This time, they’re not messing around. According to a recent report from Bloomberg, former BlackRock Inc. portfolio manager Mark Lyttleton was found guilty of insider trading by a London judge. His one-year sentencing reflects growing sentiment for tougher penalties associated with stock market fraud.

Lyttleton used privileged information from his role at BlackRock to advantage the commodities sector. Specifically, he bought shares of EnCore Oil Plc ahead of a proposed takeover, and Cairn Energy Plc a month later. Court data indicates that the portfolio manager “made about 45,000 pounds from the EnCore trading and lost about 10,000 pounds on Cairn.”

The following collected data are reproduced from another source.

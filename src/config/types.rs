//! Configuration type definitions

use serde::{Deserialize, Serialize};
use std::path::PathBuf;

use crate::mapping::{RenderRect, VideoGeometry};

/// Video geometry used by the replay host
///
/// A live host reads these from the camera stream and page layout; the
/// trace replay binary has neither, so they come from config.
#[derive(Debug, Clone, Serialize, Deserialize)]
pub struct VideoConfig {
    /// Camera frame width (pixels)
    #[serde(default = "default_video_width")]
    pub width: u32,

    /// Camera frame height (pixels)
    #[serde(default = "default_video_height")]
    pub height: u32,

    /// Where the video is drawn on the page (page pixels)
    #[serde(default = "default_render_rect")]
    pub render: RenderRect,
}

fn default_video_width() -> u32 {
    640
}
fn default_video_height() -> u32 {
    480
}
fn default_render_rect() -> RenderRect {
    RenderRect::new(0.0, 0.0, 640.0, 480.0)
}

impl Default for VideoConfig {
    fn default() -> Self {
        Self {
            width: default_video_width(),
            height: default_video_height(),
            render: default_render_rect(),
        }
    }
}

impl VideoConfig {
    /// Geometry snapshot for the mapper
    pub fn geometry(&self) -> VideoGeometry {
        VideoGeometry::new(self.width, self.height, self.render)
    }
}

/// Logging configuration
#[derive(Debug, Clone, Serialize, Deserialize)]
pub struct LoggingConfig {
    /// Log level ("trace", "debug", "info", "warn", "error")
    #[serde(default = "default_log_level")]
    pub level: String,

    /// Directory for log files (None = console only)
    #[serde(default)]
    pub log_dir: Option<PathBuf>,
}

fn default_log_level() -> String {
    "info".to_string()
}

impl Default for LoggingConfig {
    fn default() -> Self {
        Self {
            level: default_log_level(),
            log_dir: None,
        }
    }
}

There was no question as to Lyttleton’s guilt, stated the presiding judge. EnCore and Cairn were on BlackRock’s stop list, which meant that no employee of the latter could trade shares of the former two. When Lyttleton was arrested by authorities, they found prepaid phones which had the number of the founding partner of a Swiss firm through which the insider trading was executed. Although his attorney contends that the phones were purchased after the trade, it still reeks of collusion.

Although insider trading is obviously legally and ethically wrong, it does bring up an interesting question — how effective is it? At the end of the day, the stock market has its own ethos. On more than several occasions, company shares have collapsed after releasing fundamentally positive news. In other cases, the stock market winks favorably on poor data. This could be in anticipation that a company will start cutting costs, thus driving up earnings per share ratios.

Clearly, insider trading wasn’t the perfect panacea for Lyttleton. Although he made money on the Encore deal, he ended trimming some gains via Cairn. It’s still a “win” as far as the insider trading tactic is concerned, but the stock market still caught Lyttleton by surprise. Thus, possessing privileged information isn’t necessarily proof of rigged markets; it’s how you use that information. Even then, the success of insider trading is dependent on broader investor psychology — and that entails risk.